So I've been writing a program that takes any input from the command line up until a '.' character, and then prints out the input but with the lines reversed. So:
hello
world.
becomes
world
hello
The problem is supposed to be used to practice linked lists, so I'm using a linked list to store each line of input (string) and then another list to store the lines. So I want to have it so that an incoming character is put at the end of the string list until a '\n' is received and then this line is put at the start of the list of lines. The code I have currently works fine, but it seems to me that the logic is pretty messy.

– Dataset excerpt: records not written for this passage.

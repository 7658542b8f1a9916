use serde::Serialize;
use serde_json::{Map, Number, Value};

use crate::errors::ArgumentError;

/// Declared type of a single capability parameter.
#[derive(Clone, Copy, Debug, PartialEq, Eq)]
pub enum ParameterKind {
    Text,
    Number,
    /// Closed set of accepted values, matched case-insensitively. The
    /// canonical (declared) spelling is what executors receive.
    Enum(&'static [&'static str]),
}

impl ParameterKind {
    fn expected(&self) -> String {
        match self {
            Self::Text => "a string".to_string(),
            Self::Number => "a number".to_string(),
            Self::Enum(values) => format!("one of: {}", values.join(", ")),
        }
    }
}

impl Serialize for ParameterKind {
    fn serialize<S>(&self, serializer: S) -> Result<S::Ok, S::Error>
    where
        S: serde::Serializer,
    {
        match self {
            Self::Text => serializer.serialize_str("text"),
            Self::Number => serializer.serialize_str("number"),
            Self::Enum(values) => serializer.serialize_str(&format!("enum({})", values.join("|"))),
        }
    }
}

#[derive(Clone, Debug, Serialize)]
pub struct ParameterSpec {
    pub name: &'static str,
    pub description: &'static str,
    #[serde(rename = "type")]
    pub kind: ParameterKind,
    pub required: bool,
    #[serde(skip_serializing_if = "Option::is_none")]
    pub default: Option<Value>,
}

impl ParameterSpec {
    pub fn required(name: &'static str, description: &'static str, kind: ParameterKind) -> Self {
        Self { name, description, kind, required: true, default: None }
    }

    pub fn optional(name: &'static str, description: &'static str, kind: ParameterKind) -> Self {
        Self { name, description, kind, required: false, default: None }
    }

    pub fn with_default(mut self, default: Value) -> Self {
        self.default = Some(default);
        self
    }
}

/// Ordered parameter declarations for one capability. Validation is the
/// correctness boundary between the model's untyped suggestion and the
/// executor: required parameters must be present and non-empty, values are
/// coerced to their declared kind, and unknown parameters are dropped so
/// they never reach a collaborator call.
#[derive(Clone, Debug, Default, Serialize)]
pub struct ArgumentSchema {
    pub parameters: Vec<ParameterSpec>,
}

impl ArgumentSchema {
    pub fn new(parameters: Vec<ParameterSpec>) -> Self {
        Self { parameters }
    }

    /// Validates and coerces a raw argument map into a typed one.
    /// Fails on the first offending parameter, in declaration order.
    pub fn validate(&self, raw: &Map<String, Value>) -> Result<Map<String, Value>, ArgumentError> {
        let mut typed = Map::new();

        for spec in &self.parameters {
            let supplied = raw.get(spec.name).filter(|value| !is_blank(value));

            match supplied {
                Some(value) => {
                    let coerced = coerce(value, spec)?;
                    typed.insert(spec.name.to_string(), coerced);
                }
                None if spec.required => {
                    return Err(ArgumentError::MissingParameter {
                        parameter: spec.name.to_string(),
                    });
                }
                None => {
                    if let Some(default) = &spec.default {
                        typed.insert(spec.name.to_string(), default.clone());
                    }
                }
            }
        }

        Ok(typed)
    }
}

fn is_blank(value: &Value) -> bool {
    match value {
        Value::Null => true,
        Value::String(text) => text.trim().is_empty(),
        _ => false,
    }
}

fn coerce(value: &Value, spec: &ParameterSpec) -> Result<Value, ArgumentError> {
    let invalid = || ArgumentError::InvalidValue {
        parameter: spec.name.to_string(),
        expected: spec.kind.expected(),
    };

    match spec.kind {
        ParameterKind::Text => match value {
            Value::String(text) => Ok(Value::String(text.trim().to_string())),
            Value::Number(number) => Ok(Value::String(number.to_string())),
            Value::Bool(flag) => Ok(Value::String(flag.to_string())),
            _ => Err(invalid()),
        },
        ParameterKind::Number => match value {
            Value::Number(number) => Ok(Value::Number(number.clone())),
            Value::String(text) => parse_number(text.trim()).ok_or_else(invalid),
            _ => Err(invalid()),
        },
        ParameterKind::Enum(allowed) => {
            let Value::String(text) = value else {
                return Err(invalid());
            };
            let candidate = text.trim();
            allowed
                .iter()
                .find(|known| known.eq_ignore_ascii_case(candidate))
                .map(|known| Value::String((*known).to_string()))
                .ok_or_else(invalid)
        }
    }
}

fn parse_number(text: &str) -> Option<Value> {
    if let Ok(integer) = text.parse::<i64>() {
        return Some(Value::Number(Number::from(integer)));
    }
    text.parse::<f64>().ok().and_then(Number::from_f64).map(Value::Number)
}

However I can't come up with anything else that works properly.
do {
string->first = string->last = NULL ; // 'empty' the list
while ((c = getchar ()) != '.') {
addToEndOfString (string, c) ; // puts a character at the end of a list of characters
if (c == '\n') break ;
}
addToStartOfList(l, str) ; // puts a pointer to a list of characters at the start of a list of pointers
} while (c != '.');
// print the list
With this I'm also forced to print '\n' when I print out each line, because they are not stored.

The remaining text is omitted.